Hace tres años empezamos a importar sake aquí en Vino&Co, ya que los que ya había en la isla eran de calidad discutible, para servirse calientes (agradable en el calor del verano), y fácilmente comparables a Glühwein. El sake es más complejo que el vino, pueden usarse unas 400 descripciones para describir sus sensaciones mientras que en el vino se usan alrededor de la mitad.

En los últimos años ha ido llegando una brisa japonesa a la isla y han empezado a aparecer restaurantes de sushi tan rápido como los shiitake. Esta brisa japonesa no se ha desvanecido, al contrario, están tomando fuerza para formar una buena tormenta: ¡código rojo! El nivel de los restaurantes japoneses y los nikkei está aumentando rápidamente en la isla, lo que nos animó a ampliar nuestra colección, ya que los productos como el jengibre, el wasabi y la soja tienen un sabor fuerte y por lo tanto matan el vino. El té y el agua son unas grandes parejas en la comida, pero a menudo se pasan por alto rápidamente por la sencilla razón de no contener alcohol.

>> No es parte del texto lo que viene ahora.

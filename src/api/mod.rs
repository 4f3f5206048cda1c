//! HTTP API endpoints for the trust engine
//!
//! Provides REST APIs for:
//! - Trust scoring (evaluation, tier threshold governance)
//! - Validator eligibility (evaluation, gate requirement governance)
//! - SQL level upgrade checks

pub mod trust;
pub mod upgrade;
pub mod validator;

pub use trust::{create_trust_router, TrustApiState};
pub use upgrade::create_upgrade_router;
pub use validator::{create_validator_router, ValidatorApiState};
//! Validator Eligibility API Endpoints

use axum::{
    extract::State,
    http::StatusCode,
    routing::{get, post},
    Json, Router,
};
use serde::{Deserialize, Serialize};
use std::sync::Arc;
use tokio::sync::RwLock;

use crate::policy::SqlLevel;
use crate::validator::{ValidatorEvaluator, ValidatorMetrics, ValidatorRequirements, ValidatorVerdict};

/// API state for validator eligibility endpoints
#[derive(Clone)]
pub struct ValidatorApiState {
    pub evaluator: Arc<RwLock<ValidatorEvaluator>>,
    pub admin_api_key: Option<String>,
}

// Response types

#[derive(Debug, Serialize)]
pub struct ValidatorEvaluationResponse {
    pub verdict: ValidatorVerdict,
    pub evaluated_at: String,
}

#[derive(Debug, Serialize)]
pub struct RequirementsResponse {
    pub min_locked_coins: f64,
    pub min_wallet_balance: f64,
    pub min_sql_level: SqlLevel,
    pub max_complaint_ratio: f64,
}

#[derive(Debug, Deserialize)]
pub struct UpdateRequirementsRequest {
    pub min_locked_coins: Option<f64>,
    pub min_wallet_balance: Option<f64>,
    pub min_sql_level: Option<SqlLevel>,
    pub max_complaint_ratio: Option<f64>,
    pub admin_api_key: String,
}

// Endpoints

/// POST /validator/evaluate - Check a staking/account snapshot
pub async fn evaluate(
    State(state): State<ValidatorApiState>,
    Json(metrics): Json<ValidatorMetrics>,
) -> Json<ValidatorEvaluationResponse> {
    let evaluator = state.evaluator.read().await;
    let verdict = evaluator.evaluate(&metrics);

    Json(ValidatorEvaluationResponse {
        verdict,
        evaluated_at: chrono::Utc::now().to_rfc3339(),
    })
}

/// GET /validator/requirements - Get current gate requirements
pub async fn get_requirements(
    State(state): State<ValidatorApiState>,
) -> Json<RequirementsResponse> {
    let evaluator = state.evaluator.read().await;
    let requirements = evaluator.requirements();

    Json(RequirementsResponse {
        min_locked_coins: requirements.min_locked_coins,
        min_wallet_balance: requirements.min_wallet_balance,
        min_sql_level: requirements.min_sql_level,
        max_complaint_ratio: requirements.max_complaint_ratio,
    })
}

/// PUT /validator/requirements - Update gate requirements (governance only)
pub async fn update_requirements(
    State(state): State<ValidatorApiState>,
    Json(payload): Json<UpdateRequirementsRequest>,
) -> Result<Json<RequirementsResponse>, (StatusCode, String)> {
    // Validate admin API key
    if let Some(ref admin_key) = state.admin_api_key {
        if &payload.admin_api_key != admin_key {
            return Err((StatusCode::FORBIDDEN, "Invalid admin API key".to_string()));
        }
    } else {
        return Err((
            StatusCode::FORBIDDEN,
            "Admin API key not configured".to_string(),
        ));
    }

    let mut evaluator = state.evaluator.write().await;
    let current = evaluator.requirements();

    let new_requirements = ValidatorRequirements {
        min_locked_coins: payload.min_locked_coins.unwrap_or(current.min_locked_coins),
        min_wallet_balance: payload
            .min_wallet_balance
            .unwrap_or(current.min_wallet_balance),
        min_sql_level: payload.min_sql_level.unwrap_or(current.min_sql_level),
        max_complaint_ratio: payload
            .max_complaint_ratio
            .unwrap_or(current.max_complaint_ratio),
    };

    if new_requirements.min_locked_coins < 0.0 || new_requirements.min_wallet_balance < 0.0 {
        return Err((
            StatusCode::BAD_REQUEST,
            "Balance floors cannot be negative".to_string(),
        ));
    }

    if new_requirements.max_complaint_ratio <= 0.0 || new_requirements.max_complaint_ratio > 1.0 {
        return Err((
            StatusCode::BAD_REQUEST,
            format!(
                "Max complaint ratio must be within (0, 1], got {}",
                new_requirements.max_complaint_ratio
            ),
        ));
    }

    evaluator.set_requirements(new_requirements);

    Ok(Json(RequirementsResponse {
        min_locked_coins: new_requirements.min_locked_coins,
        min_wallet_balance: new_requirements.min_wallet_balance,
        min_sql_level: new_requirements.min_sql_level,
        max_complaint_ratio: new_requirements.max_complaint_ratio,
    }))
}

/// Create the validator eligibility API router
pub fn create_validator_router(state: ValidatorApiState) -> Router {
    Router::new()
        .route("/evaluate", post(evaluate))
        .route(
            "/requirements",
            get(get_requirements).put(update_requirements),
        )
        .with_state(state)
}
//! Trust Scorer
//!
//! Walks the ordered rule set, accumulates the score, and thresholds it into
//! a tier recommendation. Pure and total: any numeric input yields a verdict,
//! identical inputs yield identical verdicts.

use super::rules::RULE_ORDER;
use super::score::{TierThresholds, TrustMetrics, TrustVerdict};
use tracing::debug;

/// Stateless trust scorer. Holds only the governance thresholds; every
/// evaluation allocates its own accumulators, so concurrent calls never
/// interact.
#[derive(Debug, Clone, Default)]
pub struct TrustScorer {
    thresholds: TierThresholds,
}

impl TrustScorer {
    pub fn new(thresholds: TierThresholds) -> Self {
        Self { thresholds }
    }

    /// Map a behavioral snapshot onto a trust verdict.
    pub fn evaluate(&self, metrics: &TrustMetrics) -> TrustVerdict {
        let mut score = 0i32;
        let mut reason_codes = Vec::new();

        for rule in RULE_ORDER {
            if let Some(hit) = rule.apply(metrics) {
                score += hit.delta;
                reason_codes.push(hit.reason.to_string());
            }
        }

        let suggested_level = self.thresholds.level_for(score);

        debug!(
            score,
            level = ?suggested_level,
            rules_fired = reason_codes.len(),
            "trust evaluation complete"
        );

        TrustVerdict {
            score,
            suggested_level,
            reason_codes,
            summary: metrics.summary(),
        }
    }

    pub fn thresholds(&self) -> &TierThresholds {
        &self.thresholds
    }

    /// Replace thresholds (governance action).
    pub fn set_thresholds(&mut self, thresholds: TierThresholds) {
        self.thresholds = thresholds;
    }
}

#[cfg(test)]
mod tests {
    use super::*;
    use crate::scoring::TrustLevel;

    #[test]
    fn test_strong_history_lands_on_review() {
        let scorer = TrustScorer::default();
        let verdict = scorer.evaluate(&TrustMetrics::new(45, 4.7, 35, 0));

        assert_eq!(verdict.score, 60);
        assert_eq!(verdict.suggested_level, TrustLevel::Review);
        assert_eq!(
            verdict.reason_codes,
            vec![
                "active_over_30_days",
                "rating_at_least_4.5",
                "orders_at_least_30",
                "zero_complaints",
            ]
        );
    }

    #[test]
    fn test_poor_history_goes_negative_and_holds() {
        let scorer = TrustScorer::default();
        let verdict = scorer.evaluate(&TrustMetrics::new(10, 3.5, 5, 5));

        assert_eq!(verdict.score, -35);
        assert_eq!(verdict.suggested_level, TrustLevel::Hold);
        assert_eq!(
            verdict.reason_codes,
            vec!["more_than_2_complaints", "rating_below_4.0"]
        );
    }

    #[test]
    fn test_full_credit_ceiling() {
        let scorer = TrustScorer::default();
        // The rule set tops out at 10 + 15 + 20 + 15 = 60.
        let verdict = scorer.evaluate(&TrustMetrics::new(400, 4.9, 500, 0));
        assert_eq!(verdict.score, 60);
        assert_eq!(verdict.suggested_level, TrustLevel::Review);

        // Normal stays reachable through a governance threshold override.
        let generous = TrustScorer::new(TierThresholds {
            normal_min: 60,
            review_min: 40,
        });
        let verdict = generous.evaluate(&TrustMetrics::new(400, 4.9, 500, 0));
        assert_eq!(verdict.suggested_level, TrustLevel::Normal);
    }

    #[test]
    fn test_implausible_inputs_still_score() {
        let scorer = TrustScorer::default();
        // More complaints than orders is computed literally, never rejected.
        let verdict = scorer.evaluate(&TrustMetrics::new(0, 0.0, 2, 10));
        assert_eq!(verdict.score, -15 + -20);
        assert_eq!(verdict.suggested_level, TrustLevel::Hold);
    }

    #[test]
    fn test_determinism() {
        let scorer = TrustScorer::default();
        let metrics = TrustMetrics::new(45, 4.7, 35, 0);
        assert_eq!(scorer.evaluate(&metrics), scorer.evaluate(&metrics));
    }
}
//! Shared marketplace policy types
//!
//! The SQL level ladder and the franchise role set are referenced by every
//! decision surface in the engine, so they live here rather than in any one
//! scorer.

use serde::{Deserialize, Serialize};
use std::fmt;

/// Service Quality Level, the platform-wide trust ladder for a verified user.
///
/// The derived ordering follows declaration order: `Free` is the lowest
/// standing, `VIP` the highest.
#[derive(Debug, Clone, Copy, PartialEq, Eq, PartialOrd, Ord, Hash, Serialize, Deserialize)]
pub enum SqlLevel {
    Free,
    Basic,
    Normal,
    High,
    #[serde(rename = "VIP")]
    Vip,
}

impl SqlLevel {
    /// All levels, lowest to highest.
    pub const ALL: [SqlLevel; 5] = [
        SqlLevel::Free,
        SqlLevel::Basic,
        SqlLevel::Normal,
        SqlLevel::High,
        SqlLevel::Vip,
    ];

    pub fn as_str(&self) -> &'static str {
        match self {
            SqlLevel::Free => "Free",
            SqlLevel::Basic => "Basic",
            SqlLevel::Normal => "Normal",
            SqlLevel::High => "High",
            SqlLevel::Vip => "VIP",
        }
    }

    /// Parse a level name as it appears in configuration (case-insensitive).
    pub fn parse(name: &str) -> Option<SqlLevel> {
        match name.to_lowercase().as_str() {
            "free" => Some(SqlLevel::Free),
            "basic" => Some(SqlLevel::Basic),
            "normal" => Some(SqlLevel::Normal),
            "high" => Some(SqlLevel::High),
            "vip" => Some(SqlLevel::Vip),
            _ => None,
        }
    }
}

impl fmt::Display for SqlLevel {
    fn fmt(&self, f: &mut fmt::Formatter<'_>) -> fmt::Result {
        f.write_str(self.as_str())
    }
}

/// Organizational role within the franchise hierarchy.
#[derive(Debug, Clone, Copy, PartialEq, Eq, Hash, Serialize, Deserialize)]
pub enum FranchiseRole {
    #[serde(rename = "Sub Franchise")]
    SubFranchise,
    #[serde(rename = "Master Franchise")]
    MasterFranchise,
    #[serde(rename = "Corporate")]
    Corporate,
}

impl FranchiseRole {
    /// Whether this role earns the organizational confidence bonus.
    pub fn grants_bonus(&self) -> bool {
        matches!(
            self,
            FranchiseRole::MasterFranchise | FranchiseRole::Corporate
        )
    }
}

Nuestros amigos del restaurante Nagai nos presentaron a una delegación de fabricantes de cerveza sake artesanal, una reunión que cambiaría mi vida.

Avanzamos al próximo invierno, y mi padre Jeroen y yo, con quien dirijo la empresa, nos vimos en un avión rumbo a Japón para visitar las fábricas de cerveza y adquirir más conocimientos sobre el sake y el proceso de producción, desde los granos de arroz a los productos premium. El tercer día, después de un día viajando por las montañas llenas de nieve (durante esa época del año la temperatura baja en Hokkaido a unos “agradables” -20°C) y degustando de manera profesional numerosos sakes, nos encontramos en un hermoso restaurante estrella Michelin, donde nos recibió el Sr. Sato, presidente de Takasago Shuzo en Asahikawa, Hokkaido (la isla más septentrional de Japón). Después de estar bien marinado por su sake más popular, el Kokoshimuzo o “Persona Distinguida”, un sake seco y carnoso, el Sr. Sato afirmó que tenía una sorpresa para nosotros, y mi primer pensamiento fue “¡por favor, que no sea el karaoke ahora!”

Nos apresuró a coger los taxis que estaban esperando y nos llevó a su cervecería, la más antigua de la región. En ese momento la temperatura había bajado a -29°C y el Sr. Sato nos hizo entrar en el patio, donde nos recibió uno de sus empleados y nos entregó guantes de plástico.

Esta cervecería en particular es famosa por filtrar su sake en una cúpula de hielo, o iglú, donde la temperatura se estabiliza en torno a -2ºC y crea una atmósfera donde las molestas bacterias no pueden sobrevivir, creando un ambiente limpio y un sake puro. La cúpula se construye por la noche, así que nos animaron a participar. Afortunadamente hubo un montón de sake corriendo por nuestras venas, como una especie de anticongelante.

Después de este viaje irrepetible, decidí ampliar mis conocimientos y desde entonces he obtenido mi certificación como sommelier de sake, un conocimiento que ahora comparto formando al personal de los mejores lugares de Ibiza, donde comparten mi pasión por el sake y las bebidas por igual. Podemos decir con orgullo que tenemos la colección más grande de sake premium artesanal en la isla, y que se puede encontrar en numerosos restaurantes de calidad.

El Sr. Sato ahora nos visita una vez al año, y yo lo prefiero, pues tras haber vivido toda mi vida en Ibiza, no estoy hecho para esas temperaturas extremas.